- Problem:
Wherever "listener" turns up in the entries, copy out the line that holds it.

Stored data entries
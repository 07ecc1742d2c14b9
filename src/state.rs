use std::sync::Arc;

use crate::config::AppConfig;
use crate::metrics::Metrics;
use crate::middleware::{CsrfGuard, RateLimiters};

/// The shared application state.
///
/// Cheap to clone; every field is reference counted. Stores are created here
/// at startup and live for the life of the process.
#[derive(Clone)]
pub struct AppState {
    /// The application configuration.
    pub config: Arc<AppConfig>,
    /// One fixed-window limiter per category, each with its own store.
    pub rate_limiters: RateLimiters,
    /// Per-session anti-forgery tokens.
    pub csrf: CsrfGuard,
    pub metrics: Metrics,
}

impl AppState {
    /// Creates state with in-memory stores built from `config`.
    pub fn new(config: AppConfig) -> Self {
        let rate_limiters = RateLimiters::from_settings(&config.rate_limit);
        let csrf = CsrfGuard::new().with_max_sessions(config.csrf.max_sessions);
        Self {
            config: Arc::new(config),
            rate_limiters,
            csrf,
            metrics: Metrics::new(),
        }
    }
}
use std::net::SocketAddr;
use std::time::Duration;

use admission_guard::{config, middleware::rate_limit::spawn_cleanup_task, routes, state::AppState};
use tower_http::cors::CorsLayer;
use tracing::info;
use tracing_subscriber::{layer::SubscriberExt, util::SubscriberInitExt};

#[tokio::main]
async fn main() -> anyhow::Result<()> {
    // Logging (stdout + daily rotated file under ./logs)
    std::fs::create_dir_all("logs").ok();
    let (stdout_nb, stdout_guard) = tracing_appender::non_blocking(std::io::stdout());
    let file_appender = tracing_appender::rolling::daily("logs", "admission-guard.log");
    let (file_nb, file_guard) = tracing_appender::non_blocking(file_appender);
    let env_filter = tracing_subscriber::EnvFilter::try_from_default_env()
        .unwrap_or_else(|_| "info,tower_http=info".into());
    tracing_subscriber::registry()
        .with(env_filter)
        .with(tracing_subscriber::fmt::layer().with_writer(stdout_nb))
        .with(tracing_subscriber::fmt::layer().with_ansi(false).with_writer(file_nb))
        .init();
    // Keep the guards alive so the non-blocking writers flush on exit
    let _log_guards = (stdout_guard, file_guard);

    // Load configuration (embedded defaults -> admission-guard.toml -> env/.env)
    let app_cfg = config::load()?;
    if app_cfg.rate_limit.trust_proxy_headers {
        info!("Trusting X-Forwarded-For / X-Real-IP for client addresses; run behind a trusted proxy");
    }
    if app_cfg.auth.internal_users.is_empty() {
        info!("auth.internal_users is empty; /api/internal/* will refuse every caller");
    }

    let state = AppState::new(app_cfg.clone());

    // Sweep expired rate-limit windows so memory stays bounded
    spawn_cleanup_task(
        state.rate_limiters.clone(),
        Duration::from_secs(app_cfg.rate_limit.cleanup_interval_secs),
    );

    let app = routes::router(state);

    // CORS: permissive in debug builds for local UI development
    let app = if cfg!(debug_assertions) { app.layer(CorsLayer::permissive()) } else { app };

    let port: u16 = app_cfg.server.port;
    let host: String = app_cfg.server.host.clone();
    let addr: SocketAddr = format!("{}:{}", host, port)
        .parse()
        .map_err(|e| anyhow::anyhow!("invalid listen addr {}:{} - {}", host, port, e))?;
    let listener = tokio::net::TcpListener::bind(addr).await?;

    info!("Admission guard listening on http://{}", listener.local_addr()?);
    axum::serve(listener, app.into_make_service_with_connect_info::<SocketAddr>())
        .with_graceful_shutdown(shutdown_signal())
        .await?;

    Ok(())
}

async fn shutdown_signal() {
    #[cfg(unix)]
    {
        match tokio::signal::unix::signal(tokio::signal::unix::SignalKind::terminate()) {
            Ok(mut term) => {
                tokio::select! {
                    _ = tokio::signal::ctrl_c() => {},
                    _ = term.recv() => {},
                }
            }
            Err(e) => {
                tracing::warn!("Failed to install SIGTERM handler: {}", e);
                let _ = tokio::signal::ctrl_c().await;
            }
        }
    }
    #[cfg(not(unix))]
    {
        let _ = tokio::signal::ctrl_c().await;
    }
    info!("Shutdown signal received. Stopping server...");
}
use regex::Regex;
use serde_json::Value;

lazy_static::lazy_static! {
    static ref SCRIPT_BLOCK: Regex = Regex::new(r"(?is)<script\b[^>]*>.*?</script\s*>").unwrap();
    /// The colon may arrive entity-encoded, which an `href` decodes back.
    static ref SCRIPT_SCHEME: Regex =
        Regex::new(r"(?i)(?:javascript|vbscript)\s*(?::|&#0*58;?|&#x0*3a;?|&colon;)").unwrap();
    static ref EVENT_HANDLER: Regex = Regex::new(r"(?i)\bon[a-z]+\s*=").unwrap();
    static ref ENTITY: Regex =
        Regex::new(r"^&(?:#[0-9]{1,7}|#[xX][0-9a-fA-F]{1,6}|[a-zA-Z][a-zA-Z0-9]{1,31});").unwrap();
}

/// Makes an untrusted string safe to embed in HTML.
///
/// Script blocks, `javascript:`/`vbscript:` schemes and inline `on*=` handlers are
/// removed until none remain, then the HTML special characters are entity-encoded.
/// Existing entities are kept as they are, so the function is idempotent.
pub fn sanitize_str(input: &str) -> String {
    let mut current = input.to_string();
    // Removing one match can splice together another, e.g. "javajavascript:script:".
    loop {
        let stripped = strip_active_content(&current);
        if stripped == current {
            break;
        }
        current = stripped;
    }
    encode_entities(&current)
}

/// Sanitizes every string inside a JSON value, keeping keys, order and non-string leaves.
pub fn sanitize(value: Value) -> Value {
    match value {
        Value::String(s) => Value::String(sanitize_str(&s)),
        Value::Array(items) => Value::Array(items.into_iter().map(sanitize).collect()),
        Value::Object(map) => Value::Object(map.into_iter().map(|(k, v)| (k, sanitize(v))).collect()),
        other => other,
    }
}

fn strip_active_content(input: &str) -> String {
    let s = SCRIPT_BLOCK.replace_all(input, "");
    let s = SCRIPT_SCHEME.replace_all(&s, "");
    EVENT_HANDLER.replace_all(&s, "").into_owned()
}

fn encode_entities(input: &str) -> String {
    let mut out = String::with_capacity(input.len() + input.len() / 8);
    for (idx, c) in input.char_indices() {
        match c {
            '<' => out.push_str("&lt;"),
            '>' => out.push_str("&gt;"),
            '"' => out.push_str("&quot;"),
            '\'' => out.push_str("&#x27;"),
            '&' if ENTITY.is_match(&input[idx..]) => out.push('&'),
            '&' => out.push_str("&amp;"),
            _ => out.push(c),
        }
    }
    out
}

- Task result:
    let listener = tokio::net::TcpListener::bind(addr).await?;
    info!("Admission guard listening on http://{}", listener.local_addr()?);
    axum::serve(listener, app.into_make_service_with_connect_info::<SocketAddr>())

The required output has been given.